◆ **Exercise aim**
Your answer should consist of each line below that includes the word "bool".

Excerpts from a dataset:
_ _ _ _ _ _ _
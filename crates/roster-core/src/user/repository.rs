//! User repository trait.
//!
//! Defines the interface for user storage operations.

use super::model::{User, UserStatus};
use crate::error::Result;

/// An abstract repository for user records.
///
/// Implementations own the mapping from identifier to record and must keep
/// identifiers unique. Listing returns records in insertion order so
/// reports are reproducible.
///
/// All methods take `&self`; implementations provide their own interior
/// synchronization so a single instance can be shared across threads.
pub trait UserRepository: Send + Sync {
    /// Stores a new record.
    ///
    /// # Returns
    ///
    /// - `Ok(())`: Record stored
    /// - `Err(RosterError::DuplicateId)`: A record with the same id exists
    fn insert(&self, user: User) -> Result<()>;

    /// Finds a user by its ID.
    ///
    /// Returns `None` when no record matches.
    fn find_by_id(&self, id: &str) -> Option<User>;

    /// Replaces the status of an existing record.
    ///
    /// Returns `false` when no record matches `id`.
    fn update_status(&self, id: &str, status: UserStatus) -> bool;

    /// Lists all records in insertion order.
    fn list_all(&self) -> Vec<User>;

    /// Number of stored records.
    fn len(&self) -> usize;

    fn is_empty(&self) -> bool {
        self.len() == 0
    }

    /// Removes every record.
    fn clear(&self);
}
_ _ _ _ _ _ _
◆ **Result of the exercise**
    fn update_status(&self, id: &str, status: UserStatus) -> bool;
    fn is_empty(&self) -> bool {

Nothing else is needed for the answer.